From education to employment

Over 200 educationalists gather for the Next Generation Assessment Conference 2024 at Manchester University

Over 200 educators and sector experts from all corners of the UK gathered on Monday 18 March, at the Alliance Manchester Business School to debate the future of assessment in education, as the sold-out Next Generation Assessment Conference kicked off for its second year.

Convened by the Edge Foundation in partnership with HMC, Rethinking Assessment and the University of Manchester, the conference reached a consensus around the need to transform how we measure young people through exams. This follows intensifying calls from politicians, employers, educators, parents and young people that the assessment system needs radical reform.

Jeffrey Boakye, a former teacher-turned-writer, speaker and broadcaster, opened the conference with a bang, questioning the fundamental premise of the “essential knowledge” on which students are assessed: “who is to say what is the best that has been thought and said?”

Throughout the day, attendees were invited to hear from a stellar line-up of international speakers working in education, business, the arts, culture, data and technology. The message was clear: urgent reform to the assessment system is needed. We should allow young people to evidence a broad range of knowledge and skills to employers, and to ensure that we have a truly inclusive and equitable system for all learners.

During the ‘Preparing young people to thrive’ panel, Sara Prowse, CEO of UA92, “a deliberately different university founded by the legends of Manchester United – the class of ‘92”, told the conference that “no matter your background, you shouldn’t be defined by postcode” and our assessment system must reflect that.

And Jennifer Riding, Director of Learning & Engagement at The Lowry in Salford told attendees that we are “missing opportunities to discover strengths and talent” through the current high-stakes approach at GCSE and A Level. She called for more funding right the way through the education stages to end the squeeze on arts and creative opportunities for young people.

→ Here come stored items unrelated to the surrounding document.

use std::fs;
use std::path::{Path, PathBuf};

use anyhow::{Context, Result};
use heroconfig::HeroConfig;
use renderer::{validate_fragment, Renderer};
use tracing_subscriber::EnvFilter;

use crate::bindings;
use crate::cli::RunArgs;
use crate::paths::AppPaths;

const DEFAULT_LOG_FILTER: &str = "warn,nebula=info,renderer=info,naga=error,wgpu=error,wgpu_core=error,wgpu_hal=error,winit=error";

pub fn initialise_tracing() {
    let filter =
        EnvFilter::try_from_default_env().unwrap_or_else(|_| EnvFilter::new(DEFAULT_LOG_FILTER));
    tracing_subscriber::fmt()
        .with_env_filter(filter)
        .with_target(false)
        .with_writer(std::io::stderr)
        .init();
}

pub fn run(args: RunArgs) -> Result<()> {
    let paths = AppPaths::discover()?;
    let (config, base_dir) = load_config(args.config.as_deref(), &paths)?;
    let renderer_config = bindings::renderer_config(&config, &base_dir, &args)?;
    tracing::info!(
        width = renderer_config.window_size.0,
        height = renderer_config.window_size.1,
        custom_shader = renderer_config.fragment_source.is_some(),
        "starting nebula"
    );
    Renderer::new(renderer_config).run()
}

/// Validates a shader file; returns whether it passed.
pub fn check(shader: &Path) -> Result<bool> {
    let source = fs::read_to_string(shader)
        .with_context(|| format!("failed to read shader at {}", shader.display()))?;
    match validate_fragment(&source) {
        Ok(()) => {
            println!("ok");
            Ok(true)
        }
        Err(diagnostic) => {
            eprintln!("{}: {diagnostic}", shader.display());
            Ok(false)
        }
    }
}

pub fn print_where() -> Result<()> {
    let paths = AppPaths::discover()?;
    let config_file = paths.config_file();
    println!("config dir:  {}", paths.config_dir().display());
    println!(
        "config file: {}{}",
        config_file.display(),
        if config_file.exists() { "" } else { " (missing)" }
    );
    Ok(())
}

/// Loads the explicit config, else the default file when present, else defaults.
///
/// Also returns the directory relative shader paths resolve against.
fn load_config(explicit: Option<&Path>, paths: &AppPaths) -> Result<(HeroConfig, PathBuf)> {
    let default_file = paths.config_file();
    let path = match explicit {
        Some(path) => path.to_path_buf(),
        None if default_file.is_file() => default_file,
        None => {
            tracing::debug!(
                expected = %default_file.display(),
                "no config file found; using defaults"
            );
            let cwd = std::env::current_dir().context("failed to read current directory")?;
            return Ok((HeroConfig::default(), cwd));
        }
    };

    let text = fs::read_to_string(&path)
        .with_context(|| format!("failed to read config at {}", path.display()))?;
    let config = HeroConfig::from_toml_str(&text)
        .with_context(|| format!("invalid config at {}", path.display()))?;
    let base_dir = path
        .parent()
        .map(Path::to_path_buf)
        .unwrap_or_default();
    tracing::debug!(config = %path.display(), "loaded config");
    Ok((config, base_dir))
}

#[cfg(test)]
mod tests {
    use super::*;
    use tempfile::TempDir;

    #[test]
    fn explicit_config_resolves_relative_to_its_directory() {
        let dir = TempDir::new().unwrap();
        let file = dir.path().join("custom.toml");
        fs::write(&file, "version = 1\n[window]\nwidth = 320\nheight = 200\n").unwrap();
        let paths = AppPaths::discover_in(dir.path().join("unused"));

        let (config, base_dir) = load_config(Some(&file), &paths).unwrap();

        assert_eq!(config.window.width, 320);
        assert_eq!(base_dir, dir.path());
    }

    #[test]
    fn default_config_file_is_picked_up_when_present() {
        let dir = TempDir::new().unwrap();
        fs::write(dir.path().join("nebula.toml"), "version = 1\n[window]\nheight = 400\n").unwrap();
        let paths = AppPaths::discover_in(dir.path().to_path_buf());

        let (config, _) = load_config(None, &paths).unwrap();

        assert_eq!(config.window.height, 400);
    }

    #[test]
    fn absent_config_falls_back_to_defaults() {
        let dir = TempDir::new().unwrap();
        let paths = AppPaths::discover_in(dir.path().to_path_buf());

        let (config, _) = load_config(None, &paths).unwrap();

        assert_eq!(config, HeroConfig::default());
    }

    #[test]
    fn invalid_config_reports_its_path() {
        let dir = TempDir::new().unwrap();
        let file = dir.path().join("broken.toml");
        fs::write(&file, "version = 3\n").unwrap();
        let paths = AppPaths::discover_in(dir.path().to_path_buf());

        let err = load_config(Some(&file), &paths).unwrap_err();

        assert!(format!("{err:#}").contains("broken.toml"));
    }
}
//! Maps the TOML model and CLI overrides onto renderer types.

use std::fs;
use std::path::{Path, PathBuf};

use anyhow::{Context, Result};
use heroconfig::{ButtonSection, ContentSection, HeroConfig, PowerSetting};
use renderer::{
    CallToAction, GpuPowerPreference, Headline, HeroContent, HeroOverlay, RendererConfig,
    ScalePolicy, Stat,
};

use crate::cli::RunArgs;

pub fn renderer_config(
    config: &HeroConfig,
    base_dir: &Path,
    args: &RunArgs,
) -> Result<RendererConfig> {
    let window_size = args
        .size
        .unwrap_or((config.window.width, config.window.height));
    let dpr_factor = args.dpr_factor.unwrap_or(config.render.dpr_factor);
    let power = args.power.unwrap_or(config.render.power);

    let fragment_source = match shader_path(config, base_dir, args) {
        Some(path) => {
            let source = fs::read_to_string(&path)
                .with_context(|| format!("failed to read shader at {}", path.display()))?;
            tracing::info!(shader = %path.display(), "using custom fragment shader");
            Some(source)
        }
        None => None,
    };

    Ok(RendererConfig {
        window_size,
        title: config.window.title.clone(),
        fragment_source,
        scale_policy: ScalePolicy::new(dpr_factor, config.render.min_scale),
        power_preference: map_power(power),
        overlay: overlay(&config.content),
    })
}

/// CLI paths are taken as given; config paths are relative to the config file.
fn shader_path(config: &HeroConfig, base_dir: &Path, args: &RunArgs) -> Option<PathBuf> {
    if let Some(path) = &args.shader {
        return Some(path.clone());
    }
    config.render.shader.as_ref().map(|path| base_dir.join(path))
}

pub fn map_power(power: PowerSetting) -> GpuPowerPreference {
    match power {
        PowerSetting::Low => GpuPowerPreference::Low,
        PowerSetting::High => GpuPowerPreference::High,
    }
}

pub fn hero_content(content: &ContentSection) -> HeroContent {
    HeroContent {
        trust_badge: content.trust_badge.clone(),
        headline: Headline {
            line1: content.headline.line1.clone(),
            line2: content.headline.line2.clone(),
        },
        subtitle: content.subtitle.clone(),
        primary: content.primary.as_ref().map(call_to_action),
        secondary: content.secondary.as_ref().map(call_to_action),
        stats: content
            .stats
            .iter()
            .map(|stat| Stat {
                value: stat.value.clone(),
                label: stat.label.clone(),
            })
            .collect(),
    }
}

fn call_to_action(button: &ButtonSection) -> CallToAction {
    CallToAction {
        text: button.text.clone(),
        action: button.action.clone(),
    }
}

/// The desktop host has no page to navigate, so actions are reported in the log.
pub fn overlay(content: &ContentSection) -> HeroOverlay {
    HeroOverlay::new(hero_content(content))
        .with_primary_action(|action| {
            tracing::info!(action = action.unwrap_or("none"), "primary action triggered");
        })
        .with_secondary_action(|action| {
            tracing::info!(action = action.unwrap_or("none"), "secondary action triggered");
        })
}
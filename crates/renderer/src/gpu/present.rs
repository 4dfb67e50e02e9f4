use winit::dpi::PhysicalSize;

const BLIT_SHADER: &str = r"
struct VertexOutput {
    @builtin(position) position: vec4<f32>,
    @location(0) uv: vec2<f32>,
};

@vertex
fn vs_main(@builtin(vertex_index) index: u32) -> VertexOutput {
    var corners = array<vec2<f32>, 3>(
        vec2<f32>(-1.0, -3.0),
        vec2<f32>(3.0, 1.0),
        vec2<f32>(-1.0, 1.0),
    );
    let corner = corners[index];
    var out: VertexOutput;
    out.position = vec4<f32>(corner, 0.0, 1.0);
    out.uv = vec2<f32>(corner.x * 0.5 + 0.5, 0.5 - corner.y * 0.5);
    return out;
}

@group(0) @binding(0) var frame_texture: texture_2d<f32>;
@group(0) @binding(1) var frame_sampler: sampler;

@fragment
fn fs_main(in: VertexOutput) -> @location(0) vec4<f32> {
    return textureSample(frame_texture, frame_sampler, in.uv);
}
";

/// Colour target the hero shader renders into, sized to the scaled viewport.
pub(crate) struct OffscreenTarget {
    pub view: wgpu::TextureView,
    pub bind_group: wgpu::BindGroup,
    pub size: PhysicalSize<u32>,
    texture: wgpu::Texture,
}

impl OffscreenTarget {
    pub fn destroy(&self) {
        self.texture.destroy();
    }
}

/// Stretches the offscreen frame across the swapchain image.
pub(crate) struct BlitPass {
    pipeline: wgpu::RenderPipeline,
    layout: wgpu::BindGroupLayout,
    sampler: wgpu::Sampler,
    format: wgpu::TextureFormat,
}

impl BlitPass {
    pub fn new(device: &wgpu::Device, format: wgpu::TextureFormat) -> Self {
        let layout = device.create_bind_group_layout(&wgpu::BindGroupLayoutDescriptor {
            label: Some("blit layout"),
            entries: &[
                wgpu::BindGroupLayoutEntry {
                    binding: 0,
                    visibility: wgpu::ShaderStages::FRAGMENT,
                    ty: wgpu::BindingType::Texture {
                        sample_type: wgpu::TextureSampleType::Float { filterable: true },
                        view_dimension: wgpu::TextureViewDimension::D2,
                        multisampled: false,
                    },
                    count: None,
                },
                wgpu::BindGroupLayoutEntry {
                    binding: 1,
                    visibility: wgpu::ShaderStages::FRAGMENT,
                    ty: wgpu::BindingType::Sampler(wgpu::SamplerBindingType::Filtering),
                    count: None,
                },
            ],
        });
        let module = device.create_shader_module(wgpu::ShaderModuleDescriptor {
            label: Some("blit shader"),
            source: wgpu::ShaderSource::Wgsl(BLIT_SHADER.into()),
        });
        let pipeline_layout = device.create_pipeline_layout(&wgpu::PipelineLayoutDescriptor {
            label: Some("blit pipeline layout"),
            bind_group_layouts: &[&layout],
            push_constant_ranges: &[],
        });
        let pipeline = device.create_render_pipeline(&wgpu::RenderPipelineDescriptor {
            label: Some("blit pipeline"),
            layout: Some(&pipeline_layout),
            vertex: wgpu::VertexState {
                module: &module,
                entry_point: Some("vs_main"),
                buffers: &[],
                compilation_options: wgpu::PipelineCompilationOptions::default(),
            },
            primitive: wgpu::PrimitiveState::default(),
            depth_stencil: None,
            multisample: wgpu::MultisampleState::default(),
            fragment: Some(wgpu::FragmentState {
                module: &module,
                entry_point: Some("fs_main"),
                targets: &[Some(wgpu::ColorTargetState {
                    format,
                    blend: None,
                    write_mask: wgpu::ColorWrites::ALL,
                })],
                compilation_options: wgpu::PipelineCompilationOptions::default(),
            }),
            multiview: None,
            cache: None,
        });
        let sampler = device.create_sampler(&wgpu::SamplerDescriptor {
            label: Some("blit sampler"),
            address_mode_u: wgpu::AddressMode::ClampToEdge,
            address_mode_v: wgpu::AddressMode::ClampToEdge,
            mag_filter: wgpu::FilterMode::Linear,
            min_filter: wgpu::FilterMode::Linear,
            ..Default::default()
        });

        Self {
            pipeline,
            layout,
            sampler,
            format,
        }
    }

    pub fn create_target(&self, device: &wgpu::Device, size: PhysicalSize<u32>) -> OffscreenTarget {
        let size = PhysicalSize::new(size.width.max(1), size.height.max(1));
        let texture = device.create_texture(&wgpu::TextureDescriptor {
            label: Some("hero offscreen target"),
            size: wgpu::Extent3d {
                width: size.width,
                height: size.height,
                depth_or_array_layers: 1,
            },
            mip_level_count: 1,
            sample_count: 1,
            dimension: wgpu::TextureDimension::D2,
            format: self.format,
            usage: wgpu::TextureUsages::RENDER_ATTACHMENT | wgpu::TextureUsages::TEXTURE_BINDING,
            view_formats: &[],
        });
        let view = texture.create_view(&wgpu::TextureViewDescriptor::default());
        let bind_group = device.create_bind_group(&wgpu::BindGroupDescriptor {
            label: Some("blit bind group"),
            layout: &self.layout,
            entries: &[
                wgpu::BindGroupEntry {
                    binding: 0,
                    resource: wgpu::BindingResource::TextureView(&view),
                },
                wgpu::BindGroupEntry {
                    binding: 1,
                    resource: wgpu::BindingResource::Sampler(&self.sampler),
                },
            ],
        });

        OffscreenTarget {
            view,
            bind_group,
            size,
            texture,
        }
    }

    pub fn encode(
        &self,
        encoder: &mut wgpu::CommandEncoder,
        source: &OffscreenTarget,
        destination: &wgpu::TextureView,
    ) {
        let mut pass = encoder.begin_render_pass(&wgpu::RenderPassDescriptor {
            label: Some("blit pass"),
            color_attachments: &[Some(wgpu::RenderPassColorAttachment {
                view: destination,
                depth_slice: None,
                resolve_target: None,
                ops: wgpu::Operations {
                    load: wgpu::LoadOp::Clear(wgpu::Color::BLACK),
                    store: wgpu::StoreOp::Store,
                },
            })],
            depth_stencil_attachment: None,
            occlusion_query_set: None,
            timestamp_writes: None,
        });
        pass.set_pipeline(&self.pipeline);
        pass.set_bind_group(0, &source.bind_group, &[]);
        pass.draw(0..3, 0..1);
    }
}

Cambridge University student and member of Edge’s Youth Network, Lucia Quadrini, told attendees: “When I think about the future of education, I don’t want to just think about patching holes… change needs to happen. But we should never lose focus on who has access to that change.”

The Edge Foundation has advocated for a “multimodal assessment system” – one that could include a combination of summative exams, on-screen assessment, projects, presentations, teacher assessed grades, whereby the nature of the subject being assessed drives the method of assessment.

Cassy Taylor, Director of Qualifications Policy and Reform at Qualifications Wales explained that many of the new GCSEs in Wales will use on-screen assessment rather than pen and paper, and students will be able to combine units from “skills for life” and “skills for work” suites, to tailor their own qualifications. She defended their recent PISA scores, saying “Wales prides itself on recognising wider skills and competencies that aren’t necessarily captured” by PISA.

Marie Hamilton, the Greater Manchester Lead for Microsoft– a major employer in one of the fastest growing sectors in the region – told the conference to expect “massive changes coming in”, with the dawn of Artificial Intelligence set to transform the nature of digital assessment, having been involved in the early stages of putting the very first PCs into schools.

Olly Newton, Executive Director at the Edge Foundation said:

“We were absolutely thrilled to bring the Next Generation Assessment Conference to Manchester this year. That this conference was a sold-out event really is a testament to the strength of feeling, up and down the country and across the UK, that our assessment system is not delivering for young people, further and higher education or employers.

“Today, we have heard from speakers who have made us excited by the future of assessment, given us possibilities to transform the way we measure and evidence young people’s attainment of knowledge, skills and attributes. We have a blueprint for change that is mindful of the disadvantage gap, the need to bring the sector with us, and the turbulent political and funding landscape, and we can’t wait to take this forward.”